From the January 2018 issue of the Socialist Standard
On 25 January Scots people round the world celebrate Burns night, piping in the haggis along with the neeps and tatties (turnips and potatoes), and all the rest of it, to celebrate Burns’ birthday. What do socialists think of Burns? Is it possible that Burns could be called a socialist?
The answer must be ‘No’. In the eighteenth century the co-operative, friendly, work-together society that socialists strive for had not yet been crystallised into a political programme; the aggressive, snarling, stab-in-the-back society that capitalism tries to impose on us all was triumphant, or about-to-be-triumphant, everywhere in the world. And Burns was a Scots nationalist (‘Scots whahaewi’ Wallace bled . . .).
Yet there are many facets of Burns’ poetry, and of Burns’ philosophy, that must strike a chord with all socialists (and it is well worth making the effort, though sometimes it’s not easy, to understand Burns’ Ayrshire dialect of our common language.) For example, Burns was always (just like socialists) able to see the larger significance of what appeared to be small, unimportant events – to see the greater meaning lying behind something apparently trivial. There are two well-known examples.
In church one day Burns sat near a well-to-do lady, dressed in her Sunday finery, seemingly pleased with her smart appearance. But then Burns saw a louse, openly crawling up her fashionable bonnet. Burns enjoys the joke, pretending to tell the louse to clear out, and get its dinner off some ragged beggar instead; but then the contrast between the lady in her posh clothes, and the “winks and finger-ends” which showed that other people had seen the louse, leads to a thought of deeper moment:
‘Oh wad some Power the giftie gie us,
To see oursels as ithers see us, It wad frae mony a blunder free us, An' foolish notion;
What airs in dress and gait wad lea’e us,
And e’en devotion!’
Then there was the time when Burns was out ploughing one December – he had a small farm – and suddenly realised that he had destroyed a mouse’s hide-out, which it had constructed with much labour to shelter itself from the winter weather (“ That wee bit heap o’ leaves an’ stibble, Has cost thee mony a weary nibble”). The poet apologises for breaking ‘Nature’s social union’, and goes on:
‘But Mousie, thou are no thy lane, [you aren’t alone]
In proving foresight may be vain
The best laid schemes o’ Mice an’ Men,
Gang aft agley, [often go wrong]
An’lea’e us nought but grief and pain,
For promis’d joy!’
Then Burns added an extra verse. In some ways, he thought, it could be said the mouse was better off, being only concerned with the present; while the poet could see nothing to please him in either the past or the future. ‘But Och! I backward cast my e’e, On prospects drear! An’ forward, tho I canna see, I guess and fear!’

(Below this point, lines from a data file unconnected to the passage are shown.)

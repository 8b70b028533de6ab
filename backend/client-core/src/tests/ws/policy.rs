// Unit tests for the reconnection backoff schedule

use crate::ws::ReconnectPolicy;

use std::time::Duration;

use backoff::backoff::Backoff;

fn delays(policy: &ReconnectPolicy, count: usize) -> Vec<Duration> {
    let mut backoff = policy.backoff();
    (0..count)
        .map(|_| backoff.next_backoff().expect("backoff should never run out"))
        .collect()
}

/// **VALUE**: Verifies the default schedule grows from 1s by 1.5x and caps at 3s.
///
/// **WHY THIS MATTERS**: The cap bounds how long a user stares at "disconnected" after
/// the server comes back. Without it, delays would grow until reconnection looks dead.
///
/// **BUG THIS CATCHES**: Would catch if `max_interval` or `multiplier` is not wired
/// from the policy into the backoff.
#[test]
fn given_default_policy_when_backing_off_then_grows_to_cap() {
    // GIVEN: The default policy (no jitter)
    let policy = ReconnectPolicy::default();

    // WHEN: Taking the first six delays
    let delays = delays(&policy, 6);

    // THEN: 1000, 1500, 2250, then capped at 3000
    assert_eq!(
        delays,
        vec![
            Duration::from_millis(1000),
            Duration::from_millis(1500),
            Duration::from_millis(2250),
            Duration::from_millis(3000),
            Duration::from_millis(3000),
            Duration::from_millis(3000),
        ]
    );
}

/// **VALUE**: Verifies the schedule never runs out.
///
/// **WHY THIS MATTERS**: Reconnection is attempted indefinitely. The `backoff` crate's
/// default gives up after 15 minutes, which would leave the client disconnected for good.
#[test]
fn given_any_policy_when_backing_off_many_times_then_never_exhausted() {
    let policy = ReconnectPolicy {
        base_delay: Duration::from_millis(1),
        max_delay: Duration::from_millis(2),
        ..Default::default()
    };

    let mut backoff = policy.backoff();

    assert_eq!(backoff.max_elapsed_time, None);
    for _ in 0..10_000 {
        assert!(backoff.next_backoff().is_some());
    }
}

/// **VALUE**: Verifies that a reset goes back to the base delay.
///
/// **BUG THIS CATCHES**: Would catch if a successful reconnection kept the grown delay,
/// making the next outage wait the full cap before the first retry.
#[test]
fn given_grown_backoff_when_reset_then_restarts_at_base_delay() {
    // GIVEN: A backoff that has already grown
    let policy = ReconnectPolicy::default();
    let mut backoff = policy.backoff();
    backoff.next_backoff();
    backoff.next_backoff();
    backoff.next_backoff();

    // WHEN: Resetting after a successful connection
    backoff.reset();

    // THEN: Next delay is the base delay again
    assert_eq!(backoff.next_backoff(), Some(policy.base_delay));
}

#[test]
fn given_jitter_when_backing_off_then_delay_stays_within_band() {
    let policy = ReconnectPolicy {
        randomization_factor: 0.5,
        ..Default::default()
    };

    let mut backoff = policy.backoff();
    let first = backoff.next_backoff().unwrap();

    assert!(first >= Duration::from_millis(500), "{first:?} below band");
    assert!(first <= Duration::from_millis(1500), "{first:?} above band");
}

Burns had little time for the social set-up of his day. In The Twa Dogs, Burns describes a landlord:
‘Our laird gets in his racked rents,
His coals, his kane, and all his stents, [kane - fowls paid as rent, stents – dues]
He rises when he likes himsel’,
His flunkies answer at his bell;’
He travels in a horse-drawn coach, and his silk purse is full of gold pieces. As for the landlord’s factor or land-agent, when the rent is due he tyrannises over the impecunious small tenants:
‘Poor tenant bodies, scant o’ cash,
How they maun thole a factor’s snash: [must endure his abuse]

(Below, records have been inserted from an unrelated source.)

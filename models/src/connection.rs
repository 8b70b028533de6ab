use serde::{Deserialize, Serialize};

/// Whether the persistent channel to the server is currently open.
#[derive(Debug, Clone, Copy, Default, PartialEq, Eq, Serialize, Deserialize)]
pub enum ConnectionState {
    #[default]
    Disconnected,
    Connected,
}

impl ConnectionState {
    pub fn is_connected(self) -> bool {
        self == ConnectionState::Connected
    }
}

impl From<bool> for ConnectionState {
    fn from(connected: bool) -> Self {
        if connected {
            ConnectionState::Connected
        } else {
            ConnectionState::Disconnected
        }
    }
}
use common::ErrorLocation;

use std::path::PathBuf;

use thiserror::Error;

#[derive(Debug, Error)]
pub enum ConfigError {
    #[error("Config Read Error: {path}: {source} {location}")]
    ReadError {
        location: ErrorLocation,
        path: PathBuf,
        #[source]
        source: std::io::Error,
    },

    #[error("Config Parse Error: {path}: {reason} {location}")]
    ParseError {
        location: ErrorLocation,
        path: PathBuf,
        reason: String,
    },

    #[error("Config Write Error: {path}: {source} {location}")]
    WriteError {
        location: ErrorLocation,
        path: PathBuf,
        #[source]
        source: std::io::Error,
    },

    #[error("Config Serialization Error: {reason} {location}")]
    SerializeError {
        location: ErrorLocation,
        reason: String,
    },

    #[error("Config Validation Error: {reason} {location}")]
    ValidationError {
        location: ErrorLocation,
        reason: String,
    },
}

He’ll stamp an’ threaten, curse and swear,
He’ll apprehend them, take their gear; [he’ll collar them, take their possessions]
While they maun stan’, wi’ aspect humble,
An’ hear it a’, an’ fear and tremble!’
Then in The Cotter’s Saturday Night Burns praises ‘an honest man’, while dismissing his supposed social superiors – ‘Princes and lords are but the breath of kings’:
‘What is a lordling’s pomp! A cumbrous load,
Disguising oft the wretch of human kind,
Studied in arts of hell, in wickedness refin’d!’
Perhaps Burns’ philosophy is most clearly expressed in A man’s a man for a’ that.
‘The rank is but the guinea’s stamp,
The Man’s the gowd [gold] for a’ that.’
As for the upper class:
‘Ye see yon birkie [bighead], ca’d [called] a lord,
Wha struts, and stares, and a’ that;
Tho’ hundreds worship at his word,
He’s but a coof [fool] for a’ that:
For a’ that, and a’ that,
His ribband, star [decorations], and a’ that,
The man of independent mind,
He looks and laughs at a’ that’.
Then Burns sums it up:
‘Then let us pray [earnestly desire] that come it may,
(As come it will for a’ that,)
That Sense and Worth, o’er all the earth,
Shall bear the gree, [be victorious], an’ a’ that.
For a’ that, an’ a’ that,
It’s coming yet for a’ that,
That Man to Man, the world o’er,
Shall brothers be for a’ that. ‘
If you take ‘Man’ to be all humans, or if you add ‘Woman to Woman shall sisters be’, it’s a sentiment that socialists share.